■ **Records supplied**
====

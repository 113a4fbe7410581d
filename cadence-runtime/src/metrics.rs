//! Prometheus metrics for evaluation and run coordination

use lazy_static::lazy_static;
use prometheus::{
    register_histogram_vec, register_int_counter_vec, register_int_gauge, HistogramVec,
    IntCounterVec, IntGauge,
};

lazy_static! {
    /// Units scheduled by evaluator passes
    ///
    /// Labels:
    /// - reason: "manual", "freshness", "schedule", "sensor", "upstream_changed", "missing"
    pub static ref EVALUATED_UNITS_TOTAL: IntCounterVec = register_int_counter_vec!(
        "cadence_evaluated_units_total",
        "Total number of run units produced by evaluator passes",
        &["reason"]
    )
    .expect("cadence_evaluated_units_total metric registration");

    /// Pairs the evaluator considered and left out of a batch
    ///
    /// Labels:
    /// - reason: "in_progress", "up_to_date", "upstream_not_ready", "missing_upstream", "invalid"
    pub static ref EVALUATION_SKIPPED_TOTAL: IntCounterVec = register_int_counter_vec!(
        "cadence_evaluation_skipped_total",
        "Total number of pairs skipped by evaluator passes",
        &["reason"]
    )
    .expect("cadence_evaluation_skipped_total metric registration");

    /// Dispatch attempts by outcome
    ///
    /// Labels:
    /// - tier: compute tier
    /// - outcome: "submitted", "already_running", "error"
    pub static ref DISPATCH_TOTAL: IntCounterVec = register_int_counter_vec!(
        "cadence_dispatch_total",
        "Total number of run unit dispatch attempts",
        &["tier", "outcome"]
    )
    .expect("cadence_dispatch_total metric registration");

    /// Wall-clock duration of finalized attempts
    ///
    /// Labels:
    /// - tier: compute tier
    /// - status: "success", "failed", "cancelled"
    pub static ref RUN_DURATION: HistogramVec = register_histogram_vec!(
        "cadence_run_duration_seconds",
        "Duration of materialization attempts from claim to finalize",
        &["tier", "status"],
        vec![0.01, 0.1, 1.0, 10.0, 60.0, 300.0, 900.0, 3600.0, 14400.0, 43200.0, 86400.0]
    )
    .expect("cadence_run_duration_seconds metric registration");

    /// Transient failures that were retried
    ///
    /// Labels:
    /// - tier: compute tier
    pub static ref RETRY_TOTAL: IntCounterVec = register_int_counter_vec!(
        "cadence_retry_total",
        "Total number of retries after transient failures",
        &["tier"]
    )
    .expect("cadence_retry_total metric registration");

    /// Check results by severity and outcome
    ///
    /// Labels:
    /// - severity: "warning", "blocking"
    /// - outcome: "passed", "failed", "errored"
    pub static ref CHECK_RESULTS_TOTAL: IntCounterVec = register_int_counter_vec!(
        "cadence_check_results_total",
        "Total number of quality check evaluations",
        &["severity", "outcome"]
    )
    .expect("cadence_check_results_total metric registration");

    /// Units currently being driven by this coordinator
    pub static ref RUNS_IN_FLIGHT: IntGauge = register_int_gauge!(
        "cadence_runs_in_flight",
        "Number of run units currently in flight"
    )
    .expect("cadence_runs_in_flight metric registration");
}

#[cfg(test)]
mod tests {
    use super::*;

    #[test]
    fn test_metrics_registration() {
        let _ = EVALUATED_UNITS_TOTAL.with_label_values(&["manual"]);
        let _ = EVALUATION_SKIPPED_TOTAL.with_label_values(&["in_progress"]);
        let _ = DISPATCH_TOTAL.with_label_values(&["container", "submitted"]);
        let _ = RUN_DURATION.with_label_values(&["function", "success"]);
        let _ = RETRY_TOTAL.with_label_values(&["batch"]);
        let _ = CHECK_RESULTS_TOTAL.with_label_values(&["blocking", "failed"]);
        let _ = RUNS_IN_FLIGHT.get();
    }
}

====

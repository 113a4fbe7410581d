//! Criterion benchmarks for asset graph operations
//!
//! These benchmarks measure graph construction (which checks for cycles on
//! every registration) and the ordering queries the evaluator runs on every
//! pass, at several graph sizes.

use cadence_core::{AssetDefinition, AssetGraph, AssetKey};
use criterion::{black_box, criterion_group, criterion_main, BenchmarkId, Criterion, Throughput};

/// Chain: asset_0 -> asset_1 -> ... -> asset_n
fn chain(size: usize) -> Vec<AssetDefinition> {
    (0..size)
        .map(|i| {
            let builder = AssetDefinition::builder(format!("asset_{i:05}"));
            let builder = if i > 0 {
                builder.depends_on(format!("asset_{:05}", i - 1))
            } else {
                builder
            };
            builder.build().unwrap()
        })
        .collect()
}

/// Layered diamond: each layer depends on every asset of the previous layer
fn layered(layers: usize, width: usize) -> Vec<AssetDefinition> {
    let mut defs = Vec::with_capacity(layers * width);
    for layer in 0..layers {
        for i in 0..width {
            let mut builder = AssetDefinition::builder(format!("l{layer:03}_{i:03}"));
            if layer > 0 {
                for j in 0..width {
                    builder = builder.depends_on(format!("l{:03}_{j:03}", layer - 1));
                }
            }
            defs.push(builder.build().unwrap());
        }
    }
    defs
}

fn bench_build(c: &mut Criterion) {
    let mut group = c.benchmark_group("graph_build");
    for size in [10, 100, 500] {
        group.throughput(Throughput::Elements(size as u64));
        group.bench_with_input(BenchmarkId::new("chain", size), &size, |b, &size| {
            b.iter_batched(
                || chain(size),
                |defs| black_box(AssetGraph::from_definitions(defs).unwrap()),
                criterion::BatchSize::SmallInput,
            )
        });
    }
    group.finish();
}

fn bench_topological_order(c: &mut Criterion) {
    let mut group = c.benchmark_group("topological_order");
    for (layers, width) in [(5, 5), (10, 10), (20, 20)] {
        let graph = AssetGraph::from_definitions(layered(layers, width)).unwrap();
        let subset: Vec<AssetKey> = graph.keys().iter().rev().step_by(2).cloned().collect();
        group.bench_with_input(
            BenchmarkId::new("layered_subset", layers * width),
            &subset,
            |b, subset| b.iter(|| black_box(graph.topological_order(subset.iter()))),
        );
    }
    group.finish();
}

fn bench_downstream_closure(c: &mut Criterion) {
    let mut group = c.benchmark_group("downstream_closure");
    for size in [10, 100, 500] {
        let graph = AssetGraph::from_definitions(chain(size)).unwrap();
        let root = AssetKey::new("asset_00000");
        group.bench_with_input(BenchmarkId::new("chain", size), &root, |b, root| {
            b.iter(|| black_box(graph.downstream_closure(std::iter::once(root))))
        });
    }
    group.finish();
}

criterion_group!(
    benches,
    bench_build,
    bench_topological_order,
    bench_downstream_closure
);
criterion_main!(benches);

====

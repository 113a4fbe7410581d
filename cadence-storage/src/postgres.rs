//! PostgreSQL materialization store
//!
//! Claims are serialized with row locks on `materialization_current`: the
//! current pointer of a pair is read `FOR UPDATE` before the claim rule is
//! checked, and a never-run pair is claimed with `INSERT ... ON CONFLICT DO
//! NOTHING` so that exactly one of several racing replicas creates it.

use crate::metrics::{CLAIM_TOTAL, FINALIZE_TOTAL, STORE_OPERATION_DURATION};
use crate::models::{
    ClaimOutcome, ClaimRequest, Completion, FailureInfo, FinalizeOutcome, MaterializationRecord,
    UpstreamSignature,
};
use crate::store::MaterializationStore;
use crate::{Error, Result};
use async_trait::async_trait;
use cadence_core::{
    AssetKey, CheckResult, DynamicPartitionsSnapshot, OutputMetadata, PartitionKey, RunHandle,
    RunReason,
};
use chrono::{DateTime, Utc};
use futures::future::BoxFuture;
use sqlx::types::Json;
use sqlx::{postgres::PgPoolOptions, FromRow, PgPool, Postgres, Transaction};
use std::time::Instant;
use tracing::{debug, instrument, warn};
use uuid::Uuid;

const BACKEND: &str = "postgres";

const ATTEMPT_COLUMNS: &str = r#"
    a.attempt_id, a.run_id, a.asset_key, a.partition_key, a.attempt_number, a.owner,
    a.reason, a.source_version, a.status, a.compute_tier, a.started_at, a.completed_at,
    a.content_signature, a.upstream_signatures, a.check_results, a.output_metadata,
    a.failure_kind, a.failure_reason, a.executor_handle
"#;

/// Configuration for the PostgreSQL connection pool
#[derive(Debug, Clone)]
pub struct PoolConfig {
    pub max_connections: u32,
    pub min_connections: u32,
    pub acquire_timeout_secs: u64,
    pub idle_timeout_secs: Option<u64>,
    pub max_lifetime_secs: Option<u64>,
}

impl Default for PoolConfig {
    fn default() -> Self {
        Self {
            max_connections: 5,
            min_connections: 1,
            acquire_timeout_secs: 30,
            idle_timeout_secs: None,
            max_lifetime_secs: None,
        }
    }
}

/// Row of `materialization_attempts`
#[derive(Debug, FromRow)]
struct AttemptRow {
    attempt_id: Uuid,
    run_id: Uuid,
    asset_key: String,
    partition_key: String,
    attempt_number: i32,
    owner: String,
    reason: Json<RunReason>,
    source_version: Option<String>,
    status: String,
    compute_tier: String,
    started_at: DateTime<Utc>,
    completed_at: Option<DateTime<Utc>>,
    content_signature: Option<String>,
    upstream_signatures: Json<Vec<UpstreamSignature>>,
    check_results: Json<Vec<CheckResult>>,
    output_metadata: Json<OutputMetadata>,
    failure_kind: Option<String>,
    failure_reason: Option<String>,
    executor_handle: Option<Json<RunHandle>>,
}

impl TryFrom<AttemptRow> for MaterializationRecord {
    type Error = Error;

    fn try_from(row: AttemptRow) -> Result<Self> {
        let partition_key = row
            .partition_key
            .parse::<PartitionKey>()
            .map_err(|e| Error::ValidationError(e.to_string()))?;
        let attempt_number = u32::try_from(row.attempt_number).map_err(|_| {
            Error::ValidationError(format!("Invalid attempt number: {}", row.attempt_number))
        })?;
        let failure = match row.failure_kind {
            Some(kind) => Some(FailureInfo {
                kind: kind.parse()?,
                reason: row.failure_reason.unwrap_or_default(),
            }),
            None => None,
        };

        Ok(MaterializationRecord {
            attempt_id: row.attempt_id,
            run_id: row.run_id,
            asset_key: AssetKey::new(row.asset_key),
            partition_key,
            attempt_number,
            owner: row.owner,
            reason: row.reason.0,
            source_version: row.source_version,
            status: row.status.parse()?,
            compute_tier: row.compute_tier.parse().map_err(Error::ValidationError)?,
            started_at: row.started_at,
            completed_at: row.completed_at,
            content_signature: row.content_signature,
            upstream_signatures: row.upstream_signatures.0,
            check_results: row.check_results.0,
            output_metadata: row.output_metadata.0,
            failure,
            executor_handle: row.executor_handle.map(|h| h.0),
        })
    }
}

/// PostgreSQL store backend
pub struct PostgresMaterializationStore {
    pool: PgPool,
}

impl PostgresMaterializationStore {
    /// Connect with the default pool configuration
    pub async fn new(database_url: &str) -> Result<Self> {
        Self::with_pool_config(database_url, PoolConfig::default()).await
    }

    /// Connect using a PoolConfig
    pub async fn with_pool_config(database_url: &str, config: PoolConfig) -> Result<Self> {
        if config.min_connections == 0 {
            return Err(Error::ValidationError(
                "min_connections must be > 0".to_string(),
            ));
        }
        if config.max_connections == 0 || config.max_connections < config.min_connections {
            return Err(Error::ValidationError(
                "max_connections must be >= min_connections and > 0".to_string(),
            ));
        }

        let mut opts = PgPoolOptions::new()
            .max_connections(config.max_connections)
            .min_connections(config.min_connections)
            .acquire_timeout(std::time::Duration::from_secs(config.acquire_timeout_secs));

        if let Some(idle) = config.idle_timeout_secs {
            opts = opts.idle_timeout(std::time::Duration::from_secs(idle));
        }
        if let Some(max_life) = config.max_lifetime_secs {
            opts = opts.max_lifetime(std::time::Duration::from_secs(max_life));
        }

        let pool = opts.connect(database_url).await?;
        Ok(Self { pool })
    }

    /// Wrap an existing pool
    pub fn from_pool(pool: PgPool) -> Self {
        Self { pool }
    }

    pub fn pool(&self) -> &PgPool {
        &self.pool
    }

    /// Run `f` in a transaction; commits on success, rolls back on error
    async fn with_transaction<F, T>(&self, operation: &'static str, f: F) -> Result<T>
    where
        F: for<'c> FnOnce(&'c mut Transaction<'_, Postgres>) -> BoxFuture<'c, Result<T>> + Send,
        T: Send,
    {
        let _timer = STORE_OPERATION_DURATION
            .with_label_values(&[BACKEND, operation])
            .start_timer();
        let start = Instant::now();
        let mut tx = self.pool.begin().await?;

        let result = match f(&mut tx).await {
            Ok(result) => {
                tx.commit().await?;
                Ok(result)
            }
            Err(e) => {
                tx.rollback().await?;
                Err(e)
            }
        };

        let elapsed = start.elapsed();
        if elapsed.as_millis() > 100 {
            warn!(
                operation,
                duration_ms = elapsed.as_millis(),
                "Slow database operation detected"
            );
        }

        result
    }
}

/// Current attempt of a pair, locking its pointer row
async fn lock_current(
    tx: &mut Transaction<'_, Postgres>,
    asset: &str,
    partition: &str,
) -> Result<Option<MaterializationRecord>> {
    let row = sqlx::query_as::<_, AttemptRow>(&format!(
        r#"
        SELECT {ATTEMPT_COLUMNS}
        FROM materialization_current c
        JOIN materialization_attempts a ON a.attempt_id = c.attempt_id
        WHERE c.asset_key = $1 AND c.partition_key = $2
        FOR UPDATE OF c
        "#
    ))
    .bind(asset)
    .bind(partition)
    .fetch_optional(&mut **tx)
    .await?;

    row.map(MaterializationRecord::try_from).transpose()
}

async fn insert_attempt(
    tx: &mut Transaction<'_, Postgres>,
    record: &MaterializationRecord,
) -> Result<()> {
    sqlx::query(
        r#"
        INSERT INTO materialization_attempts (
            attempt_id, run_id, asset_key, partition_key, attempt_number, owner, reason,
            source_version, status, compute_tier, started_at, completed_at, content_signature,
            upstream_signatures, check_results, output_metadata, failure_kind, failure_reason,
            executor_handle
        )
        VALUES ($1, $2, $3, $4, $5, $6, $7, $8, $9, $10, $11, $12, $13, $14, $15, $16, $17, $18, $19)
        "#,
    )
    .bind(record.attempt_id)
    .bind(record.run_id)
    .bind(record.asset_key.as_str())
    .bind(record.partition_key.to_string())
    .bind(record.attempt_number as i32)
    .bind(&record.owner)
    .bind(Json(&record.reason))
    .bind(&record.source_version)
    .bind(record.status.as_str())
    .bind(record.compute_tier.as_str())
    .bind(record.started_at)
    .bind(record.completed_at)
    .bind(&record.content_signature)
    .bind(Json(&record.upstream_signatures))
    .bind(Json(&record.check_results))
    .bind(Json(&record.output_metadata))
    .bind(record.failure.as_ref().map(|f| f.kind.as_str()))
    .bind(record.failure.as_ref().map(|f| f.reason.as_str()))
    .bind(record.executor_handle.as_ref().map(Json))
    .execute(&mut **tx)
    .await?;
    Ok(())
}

====

■ **Assigned task**
Your answer should consist of each line above in which "status" appears.

■ **Answer to the problem**
    /// - status: "success", "failed", "cancelled"
        &["tier", "status"],
    a.reason, a.source_version, a.status, a.compute_tier, a.started_at, a.completed_at,
    status: String,
            status: row.status.parse()?,
            source_version, status, compute_tier, started_at, completed_at, content_signature,
    .bind(record.status.as_str())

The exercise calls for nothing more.